SURVEY ON AI-DRIVEN REAL-TIME SCHEDULING FOR LINEAR TV BROADCASTING: A DATA-DRIVEN APPROACH
DOI:
https://doi.org/10.29121/gjaets.2025.01.01Keywords:
Artificial Intelligence Grey Wolf Optimizer, Long Short-Term Memory, Machine Learning, Q-Learning.Abstract
The evolution of television broadcasting and the increasing demand for personalized content delivery have driven the need for intelligent scheduling solutions. Traditional linear TV broadcasting depends on static schedules, which often fail to adapt to real-time audience preferences and emerging viewing trends.
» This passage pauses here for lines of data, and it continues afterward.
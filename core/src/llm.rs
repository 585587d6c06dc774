use async_openai::{
    config::OpenAIConfig,
    error::OpenAIError,
    types::{
        ChatCompletionRequestMessage, ChatCompletionRequestMessageContentPartImageArgs,
        ChatCompletionRequestMessageContentPartTextArgs, ChatCompletionRequestSystemMessageArgs,
        ChatCompletionRequestUserMessageArgs, ChatCompletionRequestUserMessageContent,
        ChatCompletionRequestUserMessageContentPart, ChatCompletionTool, ChatCompletionToolArgs,
        ChatCompletionToolChoiceOption, ChatCompletionToolType, CreateChatCompletionRequestArgs,
        FunctionObjectArgs, ImageDetail, ImageUrlArgs,
    },
    Client,
};
use anyhow::Result;
use async_trait::async_trait;
use backoff::ExponentialBackoffBuilder;
use base64::{engine::general_purpose::STANDARD, Engine as _};
use serde_json::Value;
use std::time::Duration;
use tracing::{info, warn};

use crate::config::Config;
use crate::error::ModelError;
use crate::registry::ToolDeclaration;

/// One piece of model input.
#[derive(Debug, Clone, PartialEq)]
pub enum InputPart {
    Image { mime_type: String, data: Vec<u8> },
    Text(String),
}

impl InputPart {
    pub fn jpeg(data: impl Into<Vec<u8>>) -> Self {
        InputPart::Image {
            mime_type: "image/jpeg".to_string(),
            data: data.into(),
        }
    }
}

/// One piece of a model turn, in the order the model produced it.
#[derive(Debug, Clone, PartialEq)]
pub enum ResponsePart {
    Text(String),
    /// `arguments` is whatever the provider sent. Text that does not parse
    /// as JSON is kept as `Value::String` and only judged if the call is
    /// acted on.
    ToolCall { name: String, arguments: Value },
}

/// Whether the model may call the declared tools.
#[derive(Debug, Clone, Copy, PartialEq, Eq, Default)]
pub enum ToolMode {
    /// The model decides.
    #[default]
    Auto,
    None,
}

#[derive(Debug, Clone, Default)]
pub struct GenerateRequest {
    pub system_instruction: Option<String>,
    pub inputs: Vec<InputPart>,
    pub tools: Vec<ToolDeclaration>,
    pub tool_mode: ToolMode,
}

impl GenerateRequest {
    /// A plain text prompt with no tools attached.
    pub fn text(prompt: impl Into<String>) -> Self {
        Self {
            inputs: vec![InputPart::Text(prompt.into())],
            tool_mode: ToolMode::None,
            ..Default::default()
        }
    }
}

/// A generative model that can see images and call declared tools.
///
/// Shared across concurrent diagnosis cycles, hence `Send + Sync`.
#[async_trait]
pub trait ModelEndpoint: Send + Sync {
    async fn generate(&self, request: GenerateRequest) -> Result<Vec<ResponsePart>, ModelError>;
}

impl From<OpenAIError> for ModelError {
    fn from(err: OpenAIError) -> Self {
        match err {
            OpenAIError::JSONDeserialize(e) => ModelError::MalformedResponse(e.to_string()),
            other => ModelError::Request(other.to_string()),
        }
    }
}

/// Chat-completions backed endpoint.
pub struct Brain {
    client: Client<OpenAIConfig>,
    model: String,
}

impl Brain {
    pub fn new(config: &Config) -> Self {
        let mut openai = OpenAIConfig::new().with_api_key(config.api_key.clone());
        if let Some(base) = &config.base_url {
            openai = openai.with_api_base(base.clone());
        }
        // Errors go straight back to the caller; the cycle never retries.
        let no_retry = ExponentialBackoffBuilder::new()
            .with_max_elapsed_time(Some(Duration::ZERO))
            .build();
        let client = Client::with_config(openai).with_backoff(no_retry);

        info!("Brain connected. Model: {}", config.model);
        Self {
            client,
            model: config.model.clone(),
        }
    }

    pub fn model(&self) -> &str {
        &self.model
    }

    /// Connectivity check used at startup.
    pub async fn say_hello(&self) -> Result<String> {
        let parts = self
            .generate(GenerateRequest::text("Hello! Reply with 'System Online'."))
            .await?;
        Ok(parts
            .into_iter()
            .filter_map(|p| match p {
                ResponsePart::Text(t) => Some(t),
                ResponsePart::ToolCall { .. } => None,
            })
            .collect::<Vec<_>>()
            .join(" "))
    }

    fn user_message(inputs: &[InputPart]) -> Result<ChatCompletionRequestMessage, OpenAIError> {
        let mut content = Vec::with_capacity(inputs.len());
        for input in inputs {
            let part = match input {
                InputPart::Text(text) => ChatCompletionRequestUserMessageContentPart::Text(
                    ChatCompletionRequestMessageContentPartTextArgs::default()
                        .text(text.as_str())
                        .build()?,
                ),
                InputPart::Image { mime_type, data } => {
                    let url = format!("data:{};base64,{}", mime_type, STANDARD.encode(data));
                    ChatCompletionRequestUserMessageContentPart::ImageUrl(
                        ChatCompletionRequestMessageContentPartImageArgs::default()
                            .image_url(
                                ImageUrlArgs::default()
                                    .url(url)
                                    .detail(ImageDetail::Auto)
                                    .build()?,
                            )
                            .build()?,
                    )
                }
            };
            content.push(part);
        }

        Ok(ChatCompletionRequestMessage::User(
            ChatCompletionRequestUserMessageArgs::default()
                .content(ChatCompletionRequestUserMessageContent::Array(content))
                .build()?,
        ))
    }

    fn tool(decl: &ToolDeclaration) -> Result<ChatCompletionTool, OpenAIError> {
        ChatCompletionToolArgs::default()
            .r#type(ChatCompletionToolType::Function)
            .function(
                FunctionObjectArgs::default()
                    .name(&decl.name)
                    .description(&decl.description)
                    .parameters(decl.parameters.clone())
                    .build()?,
            )
            .build()
    }
}

#[async_trait]
impl ModelEndpoint for Brain {
    async fn generate(&self, request: GenerateRequest) -> Result<Vec<ResponsePart>, ModelError> {
        let mut messages = Vec::with_capacity(2);
        if let Some(instruction) = &request.system_instruction {
            messages.push(ChatCompletionRequestMessage::System(
                ChatCompletionRequestSystemMessageArgs::default()
                    .content(instruction.as_str())
                    .build()?,
            ));
        }
        messages.push(Self::user_message(&request.inputs)?);

        let mut builder = CreateChatCompletionRequestArgs::default();
        builder.model(&self.model).messages(messages);
        if !request.tools.is_empty() {
            let tools = request
                .tools
                .iter()
                .map(Self::tool)
                .collect::<Result<Vec<_>, _>>()?;
            let choice = match request.tool_mode {
                ToolMode::Auto => ChatCompletionToolChoiceOption::Auto,
                ToolMode::None => ChatCompletionToolChoiceOption::None,
            };
            builder.tools(tools).tool_choice(choice);
        }
        let chat_request = builder.build()?;

        let response = self.client.chat().create(chat_request).await?;
        let Some(choice) = response.choices.into_iter().next() else {
            warn!("Model returned no choices.");
            return Ok(Vec::new());
        };

        let mut parts = Vec::new();
        if let Some(text) = choice.message.content.filter(|t| !t.is_empty()) {
            parts.push(ResponsePart::Text(text));
        }
        for call in choice.message.tool_calls.unwrap_or_default() {
            parts.push(ResponsePart::ToolCall {
                arguments: raw_arguments(call.function.arguments),
                name: call.function.name,
            });
        }
        Ok(parts)
    }
}

// The wire format carries tool arguments as a JSON-encoded string.
fn raw_arguments(raw: String) -> Value {
    if raw.trim().is_empty() {
        return Value::Object(Default::default());
    }
    serde_json::from_str(&raw).unwrap_or(Value::String(raw))
}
The integration of Artificial Intelligence (AI) in real-time TV scheduling offers a transformative solution by optimizing programming decisions dynamically. This paper surveys AI-driven approaches in TV scheduling, audience analytics, and real-time engagement prediction, focusing on techniques such as Long Short-Term Memory (LSTM) networks and Grey Wolf Optimizer (GWO)-based Q-learning. The review discusses how AI leverages historical viewership data, social media trends, and external influencing factors to improve audience engagement, advertisement revenue, and broadcasting efficiency. Additionally, the survey explores the ethical and technical challenges in AI-driven broadcasting, including bias in predictive models and computational scalability.